*** DATA FOR REVIEW Section Begins ***

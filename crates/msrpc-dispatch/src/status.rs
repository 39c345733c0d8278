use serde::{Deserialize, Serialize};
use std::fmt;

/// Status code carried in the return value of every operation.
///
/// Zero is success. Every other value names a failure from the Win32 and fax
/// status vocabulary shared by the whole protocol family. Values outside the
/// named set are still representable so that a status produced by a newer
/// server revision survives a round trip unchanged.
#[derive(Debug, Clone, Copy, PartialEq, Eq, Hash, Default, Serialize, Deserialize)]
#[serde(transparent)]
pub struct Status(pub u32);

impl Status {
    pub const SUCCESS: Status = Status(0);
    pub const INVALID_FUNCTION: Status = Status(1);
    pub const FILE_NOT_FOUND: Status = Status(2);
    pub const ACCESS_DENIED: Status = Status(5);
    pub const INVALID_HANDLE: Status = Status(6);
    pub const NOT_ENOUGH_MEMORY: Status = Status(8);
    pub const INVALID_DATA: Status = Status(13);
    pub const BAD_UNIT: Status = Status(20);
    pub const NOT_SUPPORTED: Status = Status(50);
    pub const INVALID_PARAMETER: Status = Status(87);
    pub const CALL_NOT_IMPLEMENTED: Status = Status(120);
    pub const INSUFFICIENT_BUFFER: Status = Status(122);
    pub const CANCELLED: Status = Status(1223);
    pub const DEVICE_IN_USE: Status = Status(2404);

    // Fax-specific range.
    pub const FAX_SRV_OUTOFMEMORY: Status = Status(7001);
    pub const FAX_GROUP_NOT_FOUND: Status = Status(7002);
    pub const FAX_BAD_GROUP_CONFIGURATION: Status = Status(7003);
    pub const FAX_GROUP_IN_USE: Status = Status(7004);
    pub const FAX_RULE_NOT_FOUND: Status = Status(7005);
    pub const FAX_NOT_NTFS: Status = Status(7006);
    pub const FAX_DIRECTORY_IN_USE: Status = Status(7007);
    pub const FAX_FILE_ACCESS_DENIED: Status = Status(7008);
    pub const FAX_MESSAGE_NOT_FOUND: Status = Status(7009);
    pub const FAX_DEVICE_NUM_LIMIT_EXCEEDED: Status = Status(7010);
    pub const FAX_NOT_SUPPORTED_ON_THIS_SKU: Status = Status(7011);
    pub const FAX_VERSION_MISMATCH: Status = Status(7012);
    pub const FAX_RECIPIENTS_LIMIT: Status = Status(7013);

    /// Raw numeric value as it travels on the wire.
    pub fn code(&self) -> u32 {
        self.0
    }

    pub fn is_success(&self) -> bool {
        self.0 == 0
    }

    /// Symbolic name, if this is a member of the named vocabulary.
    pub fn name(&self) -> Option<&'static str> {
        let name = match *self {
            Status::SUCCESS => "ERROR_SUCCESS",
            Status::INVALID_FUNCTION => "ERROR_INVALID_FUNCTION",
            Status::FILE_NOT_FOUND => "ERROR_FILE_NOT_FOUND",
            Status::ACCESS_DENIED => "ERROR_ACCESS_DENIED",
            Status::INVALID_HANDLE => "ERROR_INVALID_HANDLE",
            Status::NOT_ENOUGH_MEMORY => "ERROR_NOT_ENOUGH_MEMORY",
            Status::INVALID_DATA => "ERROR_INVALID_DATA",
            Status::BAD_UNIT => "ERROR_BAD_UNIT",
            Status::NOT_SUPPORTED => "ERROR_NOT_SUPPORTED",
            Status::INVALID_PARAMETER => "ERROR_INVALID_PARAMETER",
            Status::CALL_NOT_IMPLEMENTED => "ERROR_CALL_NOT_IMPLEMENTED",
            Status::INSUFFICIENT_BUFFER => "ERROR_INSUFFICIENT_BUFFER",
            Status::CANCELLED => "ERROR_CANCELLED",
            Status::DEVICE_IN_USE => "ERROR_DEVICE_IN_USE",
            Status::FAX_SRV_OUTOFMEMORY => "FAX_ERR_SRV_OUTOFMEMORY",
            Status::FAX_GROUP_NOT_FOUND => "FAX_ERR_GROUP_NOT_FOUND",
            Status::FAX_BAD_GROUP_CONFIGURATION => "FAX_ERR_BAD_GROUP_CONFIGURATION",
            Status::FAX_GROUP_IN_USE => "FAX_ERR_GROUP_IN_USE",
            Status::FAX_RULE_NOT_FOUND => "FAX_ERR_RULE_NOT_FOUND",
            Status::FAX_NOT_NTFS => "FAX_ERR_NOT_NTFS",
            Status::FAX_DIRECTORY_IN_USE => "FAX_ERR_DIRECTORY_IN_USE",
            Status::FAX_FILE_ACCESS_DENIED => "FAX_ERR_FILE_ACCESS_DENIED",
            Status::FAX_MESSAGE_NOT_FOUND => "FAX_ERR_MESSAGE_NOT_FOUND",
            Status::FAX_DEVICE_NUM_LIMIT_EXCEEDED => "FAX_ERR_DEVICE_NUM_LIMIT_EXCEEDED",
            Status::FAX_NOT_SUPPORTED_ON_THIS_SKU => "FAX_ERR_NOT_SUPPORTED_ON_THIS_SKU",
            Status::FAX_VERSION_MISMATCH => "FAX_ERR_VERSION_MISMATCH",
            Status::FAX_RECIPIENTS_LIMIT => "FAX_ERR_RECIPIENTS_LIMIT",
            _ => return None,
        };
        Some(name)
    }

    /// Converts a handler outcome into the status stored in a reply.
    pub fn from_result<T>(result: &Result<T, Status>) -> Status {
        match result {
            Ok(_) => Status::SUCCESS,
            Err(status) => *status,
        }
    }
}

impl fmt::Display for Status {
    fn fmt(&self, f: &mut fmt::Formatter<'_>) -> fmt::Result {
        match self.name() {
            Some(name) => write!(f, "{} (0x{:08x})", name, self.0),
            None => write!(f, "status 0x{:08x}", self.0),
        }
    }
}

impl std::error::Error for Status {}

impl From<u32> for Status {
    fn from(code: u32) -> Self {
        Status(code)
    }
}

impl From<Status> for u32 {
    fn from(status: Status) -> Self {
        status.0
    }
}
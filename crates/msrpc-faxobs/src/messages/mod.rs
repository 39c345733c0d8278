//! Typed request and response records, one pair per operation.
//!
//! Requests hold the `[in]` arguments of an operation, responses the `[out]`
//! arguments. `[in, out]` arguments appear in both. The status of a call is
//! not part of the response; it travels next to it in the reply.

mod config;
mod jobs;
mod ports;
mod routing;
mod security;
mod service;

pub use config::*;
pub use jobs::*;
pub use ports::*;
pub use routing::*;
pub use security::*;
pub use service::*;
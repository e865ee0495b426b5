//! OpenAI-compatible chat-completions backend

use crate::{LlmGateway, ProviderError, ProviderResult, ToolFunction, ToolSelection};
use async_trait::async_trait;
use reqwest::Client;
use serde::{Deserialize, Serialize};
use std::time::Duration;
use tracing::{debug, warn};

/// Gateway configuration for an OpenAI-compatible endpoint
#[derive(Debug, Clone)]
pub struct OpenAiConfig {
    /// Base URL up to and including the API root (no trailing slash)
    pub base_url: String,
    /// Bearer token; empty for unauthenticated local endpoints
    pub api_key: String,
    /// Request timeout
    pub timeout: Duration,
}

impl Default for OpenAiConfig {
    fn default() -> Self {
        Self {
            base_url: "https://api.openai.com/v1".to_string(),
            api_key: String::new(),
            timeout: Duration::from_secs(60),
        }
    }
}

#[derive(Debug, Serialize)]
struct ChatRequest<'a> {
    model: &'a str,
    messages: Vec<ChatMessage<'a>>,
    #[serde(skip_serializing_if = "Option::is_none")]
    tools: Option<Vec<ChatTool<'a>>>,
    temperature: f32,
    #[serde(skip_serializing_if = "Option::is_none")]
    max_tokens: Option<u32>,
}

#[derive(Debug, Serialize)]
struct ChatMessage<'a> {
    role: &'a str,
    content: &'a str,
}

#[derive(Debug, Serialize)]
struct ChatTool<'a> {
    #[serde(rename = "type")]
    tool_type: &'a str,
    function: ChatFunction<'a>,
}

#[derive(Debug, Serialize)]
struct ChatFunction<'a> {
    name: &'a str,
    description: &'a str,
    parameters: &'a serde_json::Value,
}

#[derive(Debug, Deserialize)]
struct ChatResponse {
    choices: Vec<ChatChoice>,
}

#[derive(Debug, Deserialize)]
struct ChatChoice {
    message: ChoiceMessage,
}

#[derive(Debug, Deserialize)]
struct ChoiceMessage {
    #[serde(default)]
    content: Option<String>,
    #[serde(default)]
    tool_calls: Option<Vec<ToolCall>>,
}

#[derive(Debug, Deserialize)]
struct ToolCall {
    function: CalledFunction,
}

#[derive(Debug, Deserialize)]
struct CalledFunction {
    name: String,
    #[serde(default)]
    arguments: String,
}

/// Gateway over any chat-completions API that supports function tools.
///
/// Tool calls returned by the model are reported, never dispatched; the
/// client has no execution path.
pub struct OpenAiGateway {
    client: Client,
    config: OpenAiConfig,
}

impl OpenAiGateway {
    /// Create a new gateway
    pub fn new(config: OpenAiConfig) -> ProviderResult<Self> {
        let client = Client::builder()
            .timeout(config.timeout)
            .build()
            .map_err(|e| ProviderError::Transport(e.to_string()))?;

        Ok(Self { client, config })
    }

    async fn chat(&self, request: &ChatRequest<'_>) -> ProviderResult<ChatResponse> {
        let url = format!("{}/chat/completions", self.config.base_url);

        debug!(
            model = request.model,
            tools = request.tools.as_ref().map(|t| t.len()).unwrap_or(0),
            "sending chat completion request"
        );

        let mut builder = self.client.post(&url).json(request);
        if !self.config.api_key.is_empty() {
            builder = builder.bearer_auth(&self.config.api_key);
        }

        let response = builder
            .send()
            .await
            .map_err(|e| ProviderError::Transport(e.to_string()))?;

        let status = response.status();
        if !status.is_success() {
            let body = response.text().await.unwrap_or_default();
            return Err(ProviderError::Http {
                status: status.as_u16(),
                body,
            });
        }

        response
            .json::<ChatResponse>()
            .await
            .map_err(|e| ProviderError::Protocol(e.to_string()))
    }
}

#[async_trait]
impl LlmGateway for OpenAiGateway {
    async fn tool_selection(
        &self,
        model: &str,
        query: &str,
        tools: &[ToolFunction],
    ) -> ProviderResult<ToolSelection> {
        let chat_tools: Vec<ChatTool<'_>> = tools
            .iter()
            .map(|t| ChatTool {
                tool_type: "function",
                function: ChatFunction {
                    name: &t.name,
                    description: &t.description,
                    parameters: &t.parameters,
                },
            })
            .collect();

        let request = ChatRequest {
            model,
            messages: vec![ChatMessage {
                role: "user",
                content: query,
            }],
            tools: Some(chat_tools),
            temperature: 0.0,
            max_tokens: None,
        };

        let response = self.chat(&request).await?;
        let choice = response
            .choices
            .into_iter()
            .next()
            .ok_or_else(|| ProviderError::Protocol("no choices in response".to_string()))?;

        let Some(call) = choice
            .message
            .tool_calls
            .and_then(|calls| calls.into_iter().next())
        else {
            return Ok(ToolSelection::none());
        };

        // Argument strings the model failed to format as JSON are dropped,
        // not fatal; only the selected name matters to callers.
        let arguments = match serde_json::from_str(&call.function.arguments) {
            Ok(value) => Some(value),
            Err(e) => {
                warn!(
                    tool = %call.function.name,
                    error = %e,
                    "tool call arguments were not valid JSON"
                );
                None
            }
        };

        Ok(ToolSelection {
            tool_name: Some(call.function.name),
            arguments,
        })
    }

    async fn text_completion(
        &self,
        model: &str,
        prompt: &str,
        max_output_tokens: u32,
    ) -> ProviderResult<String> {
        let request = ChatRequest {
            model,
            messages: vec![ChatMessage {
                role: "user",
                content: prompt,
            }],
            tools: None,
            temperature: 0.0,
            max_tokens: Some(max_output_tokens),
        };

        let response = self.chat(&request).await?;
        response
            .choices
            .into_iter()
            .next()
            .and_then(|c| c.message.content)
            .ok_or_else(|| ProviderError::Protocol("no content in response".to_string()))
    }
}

*** DATA FOR REVIEW Section Ends ***

Send back an exact copy of only the lines from the line with "Values outside the" up to and including the line with "pub const CANCELLED: Status" in the data above.

/// status vocabulary shared by the whole protocol family. Values outside the
/// named set are still representable so that a status produced by a newer
/// server revision survives a round trip unchanged.
#[derive(Debug, Clone, Copy, PartialEq, Eq, Hash, Default, Serialize, Deserialize)]
#[serde(transparent)]
pub struct Status(pub u32);

impl Status {
    pub const SUCCESS: Status = Status(0);
    pub const INVALID_FUNCTION: Status = Status(1);
    pub const FILE_NOT_FOUND: Status = Status(2);
    pub const ACCESS_DENIED: Status = Status(5);
    pub const INVALID_HANDLE: Status = Status(6);
    pub const NOT_ENOUGH_MEMORY: Status = Status(8);
    pub const INVALID_DATA: Status = Status(13);
    pub const BAD_UNIT: Status = Status(20);
    pub const NOT_SUPPORTED: Status = Status(50);
    pub const INVALID_PARAMETER: Status = Status(87);
    pub const CALL_NOT_IMPLEMENTED: Status = Status(120);
    pub const INSUFFICIENT_BUFFER: Status = Status(122);
    pub const CANCELLED: Status = Status(1223);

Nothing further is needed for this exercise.